▸ INPUT MATERIAL
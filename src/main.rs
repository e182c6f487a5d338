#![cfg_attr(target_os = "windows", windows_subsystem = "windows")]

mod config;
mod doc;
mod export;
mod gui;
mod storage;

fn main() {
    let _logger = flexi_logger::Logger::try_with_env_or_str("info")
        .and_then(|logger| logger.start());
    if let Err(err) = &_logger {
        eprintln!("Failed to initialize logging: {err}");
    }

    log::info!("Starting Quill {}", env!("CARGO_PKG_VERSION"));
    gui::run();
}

▸ WORK INSTRUCTIONS
Please repeat the records so that each one reads exactly as it does above.

▸ FINAL ANSWER
filename src/main.rs
repository e182c6f487a5d338
#![cfg_attr(target_os = "windows", windows_subsystem = "windows")]

mod config;
mod doc;
mod export;
mod gui;
mod storage;

fn main() {
    let _logger = flexi_logger::Logger::try_with_env_or_str("info")
        .and_then(|logger| logger.start());
    if let Err(err) = &_logger {
        eprintln!("Failed to initialize logging: {err}");
    }

    log::info!("Starting Quill {}", env!("CARGO_PKG_VERSION"));
    gui::run();
}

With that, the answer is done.